-- DATA follows --

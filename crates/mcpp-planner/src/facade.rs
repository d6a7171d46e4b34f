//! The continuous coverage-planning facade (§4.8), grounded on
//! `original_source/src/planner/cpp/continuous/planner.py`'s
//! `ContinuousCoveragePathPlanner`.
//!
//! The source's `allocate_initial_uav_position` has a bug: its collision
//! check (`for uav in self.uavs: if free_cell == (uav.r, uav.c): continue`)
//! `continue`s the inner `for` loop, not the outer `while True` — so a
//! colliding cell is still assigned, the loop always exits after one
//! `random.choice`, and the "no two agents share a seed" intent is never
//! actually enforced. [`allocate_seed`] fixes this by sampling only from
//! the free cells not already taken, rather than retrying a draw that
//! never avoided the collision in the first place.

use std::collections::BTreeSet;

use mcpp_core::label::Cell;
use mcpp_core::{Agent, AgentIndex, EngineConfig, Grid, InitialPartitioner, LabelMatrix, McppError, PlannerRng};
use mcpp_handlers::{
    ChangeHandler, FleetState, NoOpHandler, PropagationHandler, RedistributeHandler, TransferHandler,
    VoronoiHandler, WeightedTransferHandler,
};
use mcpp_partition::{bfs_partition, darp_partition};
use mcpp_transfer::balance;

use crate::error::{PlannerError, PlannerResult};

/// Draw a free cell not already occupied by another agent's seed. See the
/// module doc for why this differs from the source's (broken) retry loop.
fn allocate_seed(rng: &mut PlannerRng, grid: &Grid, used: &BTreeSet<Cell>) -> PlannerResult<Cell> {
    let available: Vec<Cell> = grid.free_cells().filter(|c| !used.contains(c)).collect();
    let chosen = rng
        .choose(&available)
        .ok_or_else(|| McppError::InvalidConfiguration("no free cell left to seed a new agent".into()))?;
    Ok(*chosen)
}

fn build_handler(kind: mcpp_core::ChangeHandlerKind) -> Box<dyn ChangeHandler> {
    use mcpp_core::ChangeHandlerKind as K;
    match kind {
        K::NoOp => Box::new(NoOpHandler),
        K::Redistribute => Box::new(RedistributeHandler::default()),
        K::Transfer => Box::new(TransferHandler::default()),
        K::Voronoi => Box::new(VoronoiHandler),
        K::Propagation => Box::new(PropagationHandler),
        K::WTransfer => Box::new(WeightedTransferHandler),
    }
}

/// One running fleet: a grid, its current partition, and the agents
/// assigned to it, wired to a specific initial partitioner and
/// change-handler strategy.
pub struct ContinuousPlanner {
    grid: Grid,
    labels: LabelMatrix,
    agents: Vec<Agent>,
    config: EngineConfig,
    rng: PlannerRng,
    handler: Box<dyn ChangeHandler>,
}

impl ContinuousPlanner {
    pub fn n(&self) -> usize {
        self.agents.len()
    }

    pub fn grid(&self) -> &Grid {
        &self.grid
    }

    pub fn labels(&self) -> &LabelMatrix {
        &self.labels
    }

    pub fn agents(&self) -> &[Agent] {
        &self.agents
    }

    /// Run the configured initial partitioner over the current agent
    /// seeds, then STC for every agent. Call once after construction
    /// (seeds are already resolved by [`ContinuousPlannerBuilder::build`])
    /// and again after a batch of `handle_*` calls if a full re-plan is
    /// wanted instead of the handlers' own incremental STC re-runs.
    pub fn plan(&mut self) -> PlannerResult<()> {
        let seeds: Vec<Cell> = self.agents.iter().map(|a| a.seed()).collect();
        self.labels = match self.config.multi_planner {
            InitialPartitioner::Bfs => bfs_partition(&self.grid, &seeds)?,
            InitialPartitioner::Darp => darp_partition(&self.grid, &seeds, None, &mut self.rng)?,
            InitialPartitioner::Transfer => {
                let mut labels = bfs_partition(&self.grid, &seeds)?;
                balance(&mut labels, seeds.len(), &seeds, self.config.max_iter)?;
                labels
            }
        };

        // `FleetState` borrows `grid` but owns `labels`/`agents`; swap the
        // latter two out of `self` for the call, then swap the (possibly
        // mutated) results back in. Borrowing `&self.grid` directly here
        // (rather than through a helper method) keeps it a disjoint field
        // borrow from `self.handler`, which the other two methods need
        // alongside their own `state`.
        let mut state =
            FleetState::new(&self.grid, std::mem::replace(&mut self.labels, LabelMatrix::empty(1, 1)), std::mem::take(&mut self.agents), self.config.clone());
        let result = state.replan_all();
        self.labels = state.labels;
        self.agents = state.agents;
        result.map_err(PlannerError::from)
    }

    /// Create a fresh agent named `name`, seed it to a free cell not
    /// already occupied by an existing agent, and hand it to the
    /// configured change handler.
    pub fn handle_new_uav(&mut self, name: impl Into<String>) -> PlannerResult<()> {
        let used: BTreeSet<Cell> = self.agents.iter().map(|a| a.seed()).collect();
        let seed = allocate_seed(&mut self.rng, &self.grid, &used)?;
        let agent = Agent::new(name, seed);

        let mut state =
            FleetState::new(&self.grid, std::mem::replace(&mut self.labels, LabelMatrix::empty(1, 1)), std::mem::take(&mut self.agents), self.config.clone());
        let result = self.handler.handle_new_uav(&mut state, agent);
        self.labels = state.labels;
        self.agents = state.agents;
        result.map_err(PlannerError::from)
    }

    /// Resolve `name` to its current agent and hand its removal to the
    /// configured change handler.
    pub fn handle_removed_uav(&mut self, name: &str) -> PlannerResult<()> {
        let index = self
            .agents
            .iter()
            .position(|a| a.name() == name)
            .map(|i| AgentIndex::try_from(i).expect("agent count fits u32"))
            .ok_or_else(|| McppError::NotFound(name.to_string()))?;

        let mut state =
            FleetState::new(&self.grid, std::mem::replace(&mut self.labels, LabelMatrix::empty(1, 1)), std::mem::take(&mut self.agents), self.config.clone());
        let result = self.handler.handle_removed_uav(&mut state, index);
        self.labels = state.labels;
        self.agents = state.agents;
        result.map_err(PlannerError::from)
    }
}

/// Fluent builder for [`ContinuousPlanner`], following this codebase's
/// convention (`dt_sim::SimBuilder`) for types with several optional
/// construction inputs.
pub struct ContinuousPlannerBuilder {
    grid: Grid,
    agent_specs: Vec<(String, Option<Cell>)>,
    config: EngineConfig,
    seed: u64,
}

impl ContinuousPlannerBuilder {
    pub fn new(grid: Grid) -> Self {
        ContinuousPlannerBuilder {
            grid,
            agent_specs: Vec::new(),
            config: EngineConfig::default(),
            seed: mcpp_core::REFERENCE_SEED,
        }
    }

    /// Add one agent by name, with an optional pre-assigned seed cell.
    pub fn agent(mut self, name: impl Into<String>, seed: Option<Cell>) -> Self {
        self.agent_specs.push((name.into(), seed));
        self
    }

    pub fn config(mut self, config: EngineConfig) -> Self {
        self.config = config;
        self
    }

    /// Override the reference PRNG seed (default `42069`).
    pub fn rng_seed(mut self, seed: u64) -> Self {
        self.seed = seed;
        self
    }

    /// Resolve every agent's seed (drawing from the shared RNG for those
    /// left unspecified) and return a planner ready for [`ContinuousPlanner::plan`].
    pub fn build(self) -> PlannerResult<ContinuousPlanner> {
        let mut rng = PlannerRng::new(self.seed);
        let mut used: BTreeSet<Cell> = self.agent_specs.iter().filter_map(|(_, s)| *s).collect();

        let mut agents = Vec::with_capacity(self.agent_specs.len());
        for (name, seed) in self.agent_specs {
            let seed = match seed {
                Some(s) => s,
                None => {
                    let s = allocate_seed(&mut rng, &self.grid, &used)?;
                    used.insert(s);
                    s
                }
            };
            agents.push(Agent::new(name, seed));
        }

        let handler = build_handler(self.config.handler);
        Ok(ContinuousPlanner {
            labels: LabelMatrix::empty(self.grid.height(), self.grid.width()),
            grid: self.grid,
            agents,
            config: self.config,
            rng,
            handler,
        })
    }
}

-- DATA concluded --

ASSIGNED TASK – Could you return exactly the stretch of the data above that starts at the line with "pub fn agents(&self)" and ends at the line with "incremental STC re-runs.", both lines included?

ANSWER SPACE –
    pub fn agents(&self) -> &[Agent] {
        &self.agents
    }

    /// Run the configured initial partitioner over the current agent
    /// seeds, then STC for every agent. Call once after construction
    /// (seeds are already resolved by [`ContinuousPlannerBuilder::build`])
    /// and again after a batch of `handle_*` calls if a full re-plan is
    /// wanted instead of the handlers' own incremental STC re-runs.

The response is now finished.